Monoallelic Gene Expression in Health and Disease

Although most genes in the genome of diploid organisms are expressed from both alleles, genes in some tissues are transcribed preferentially from a single allele. Sex chromosome gene dosage compensation is the first described and best known example of such monoallelic expression. In order to balance expression of X-linked genes, which are present in two copies in females, the majority of one of the X-chromosome genes are transcriptionally silenced in a process called X-chromosome inactivation; however, it has subsequently been shown that monoallelic expression also occurs in some autosomal genes. Genomic imprinting, another example of monoallelic expression, is characterized by transcription in a parent-of-origin-dependent manner. There is clinical relevance of imprinting since a parenteral location of the same genetic lesion may be associated with disorders of entirely different phenotypes. Yet another mechanism of preferential allele usage is allelic exclusion, which occurs in specialized cell types (e.g., B-lymphocytes express only a single heavy and light chain and each olfactory neuron expresses a single odorant receptor gene from greater than 1,300 genes). In the examples given above, allele-specific transcription is not fully understood but may be attained by one or a combination of mechanisms, including asymmetric DNA methylation, replication timing, chromatin structure, non-coding RNAs, and nuclear localization.

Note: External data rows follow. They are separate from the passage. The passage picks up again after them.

//! Scripted transceiver for unit tests.
use embedded_hal::blocking::delay::DelayMs;
use std::collections::{HashMap, VecDeque};

use super::device::Transceiver;
use crate::channels::Channel;
use crate::shutdown::Shutdown;

#[derive(Debug, PartialEq, Eq)]
pub struct MockError;

/// Plays back busy flags and incoming frames per channel and records what the
/// protocol did with the radio.
#[derive(Debug, Default)]
pub struct MockRadio {
    pub channel: Option<Channel>,
    pub listening: bool,
    pub powered_down: bool,
    /// Busy flags returned, in order, for each channel. Idle once exhausted.
    pub busy: HashMap<Channel, VecDeque<bool>>,
    /// Frames waiting to be received on each channel.
    pub incoming: HashMap<Channel, VecDeque<Vec<u8>>>,
    pub tuned: Vec<Channel>,
    pub sent: Vec<(Channel, Vec<u8>)>,
    pub slept_ms: u64,
    /// Raises the shutdown flag once that many frames were sent.
    pub stop_after: Option<(usize, Shutdown)>,
    /// Fails every radio call once that many tunes happened.
    pub fail_after_tunes: Option<usize>,
}

impl MockRadio {
    pub fn new() -> Self {
        Self::default()
    }

    pub fn script_busy(mut self, channel: Channel, flags: &[bool]) -> Self {
        self.busy.insert(channel, flags.iter().copied().collect());
        self
    }

    pub fn queue_frames(mut self, channel: Channel, frames: Vec<Vec<u8>>) -> Self {
        self.incoming.entry(channel).or_default().extend(frames);
        self
    }

    fn check(&self) -> Result<(), MockError> {
        match self.fail_after_tunes {
            Some(n) if self.tuned.len() > n => Err(MockError),
            _ => Ok(()),
        }
    }

    fn current(&self) -> Channel {
        self.channel.unwrap_or_default()
    }
}

impl DelayMs<u32> for MockRadio {
    fn delay_ms(&mut self, ms: u32) {
        self.slept_ms += ms as u64;
    }
}

impl Transceiver for MockRadio {
    type Error = MockError;

    fn tune(&mut self, channel: Channel) -> Result<(), Self::Error> {
        self.tuned.push(channel);
        self.check()?;
        self.channel = Some(channel);
        Ok(())
    }

    fn enable_receive_mode(&mut self) -> Result<(), Self::Error> {
        self.check()?;
        self.listening = true;
        Ok(())
    }

    fn is_busy_signal(&mut self) -> Result<bool, Self::Error> {
        self.check()?;
        let channel = self.current();
        Ok(self
            .busy
            .get_mut(&channel)
            .and_then(|flags| flags.pop_front())
            .unwrap_or(false))
    }

    fn has_incoming_frame(&mut self) -> Result<bool, Self::Error> {
        self.check()?;
        let channel = self.current();
        Ok(self.listening
            && self
                .incoming
                .get(&channel)
                .map_or(false, |frames| !frames.is_empty()))
    }

    fn read_frame(&mut self) -> Result<Vec<u8>, Self::Error> {
        self.check()?;
        let channel = self.current();
        self.incoming
            .get_mut(&channel)
            .and_then(|frames| frames.pop_front())
            .ok_or(MockError)
    }

    fn send_frame(&mut self, frame: &[u8]) -> Result<(), Self::Error> {
        self.check()?;
        self.listening = false;
        let channel = self.current();
        self.sent.push((channel, frame.to_vec()));
        if let Some((n, shutdown)) = &self.stop_after {
            if self.sent.len() >= *n {
                shutdown.trigger();
            }
        }
        Ok(())
    }

    fn power_down(&mut self) -> Result<(), Self::Error> {
        self.powered_down = true;
        self.listening = false;
        Ok(())
    }
}
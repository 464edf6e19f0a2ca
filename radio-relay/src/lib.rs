//! Store-and-forward file relay over low-power packet radios.
//!
//! Every node owns a disjoint slice of the channel table to transmit on and
//! listens on all the other channels. A file is framed into a header frame
//! (length and SHAKE-256 digest) followed by indexed data frames, repeated
//! forever by the transmitter since the radios offer no acknowledgement.
//! A relay reassembles the frames, verifies the digest and starts
//! transmitting the file on its own channels.
pub mod channels;
pub mod config;
pub mod device;
pub mod error;
pub mod receive;
pub mod relay;
pub mod scan;
pub mod shutdown;
pub mod transmit;

pub use channels::{Channel, ChannelPartition, ChannelTable, NodeId};
pub use config::RelayConfig;
pub use error::RelayError;
pub use relay::{Node, Persistence, Role, Storage};
pub use shutdown::Shutdown;
//! Everything needed to move frames through the physical radio module.

pub mod device;
pub mod frame;
pub mod radio;
pub mod sim;

#[cfg(test)]
pub(crate) mod mock;

pub use device::*;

Two recent papers have contributed to the elucidation and significance of the mechanism by which two homologous alleles will be targeted for inactivation in so-called random monoallelic expression. Alexander and colleagues employed mouse embryonic stem cell lines that have yet to choose the allele for inactivation and used fluorescence in situ hybridization probes targeted to specific genes. These investigators could then detect and differentiate between the active and inactive states of specific loci during the S-phase by the presence of a single fluorescent pinpoint in replicated loci that was characteristic of the active state, while a doublet on the homologous chromosome indicated its tendency for inactivation. In their paper, Alexander, et al. noted that alleles subjected to monoallelic expression on both autosomes and X-chromosomes often flipped between the active and inactive states in the embryonic stem cells. The inability to assay the state of activity of monoallelic loci in methanol fixed cells suggested a requirement for intact chromatin structure. Based on this, the authors investigated whether embryonic stem cells carrying mutations in either Eed or Dnmt1, proteins that are known to play a role in chromatin modification, would affect the allelic inactivation, and their results showed a pivotal role for Eed gene in the establishment of the active/inactive state.

A second paper by Scholl and colleagues unveiled a pivotal role for the clustered homeobox (HOX) genes in normal hematopoiesis and observed their abnormal expression in the majority of patients with acute myeloid leukemia (AML). A normal human genome carries 39 HOX transcription factors clustered on four chromosomes (HOXA - 7p15, HOXB - 17q21, HOXC - 12q12, and HOXD - 2q31); expression of the genes within each cluster is developmentally, temporally, and spatially correlated to their location within each loci. Gene expression from these loci is under complex transcriptional and epigenetic regulation. One family of transcription factors, the Caudal-like homeobox genes (CDX1, CDX2, and CDX4), plays a critical role in regulating expression of HOX genes. Normal expression of CDX2 is restricted to intestinal development in the adult, while aberrant expression has been linked to gastrointestinal malignancies. The authors of this report first showed that the ectopic expression of CDX2 in a mouse was sufficient to induce malignant leukemic transformation. In their study of human AML, they showed that 153 of 170 patients (90 percent) and eight of 15 human myeloid leukemia cell lines (53 percent) expressed CDX2 regardless of their cytogenetic status. These investigators then studied the mechanism of aberrant CDX2 expression and discovered that six of seven patients expressed CDX2 from a single allele. However, the molecular basis of this monoallelic expression of CDX2 remains unclear as no mutations in the promoter, its exons, or hypomethylation of CpG island of CDX2 exon-1 were found.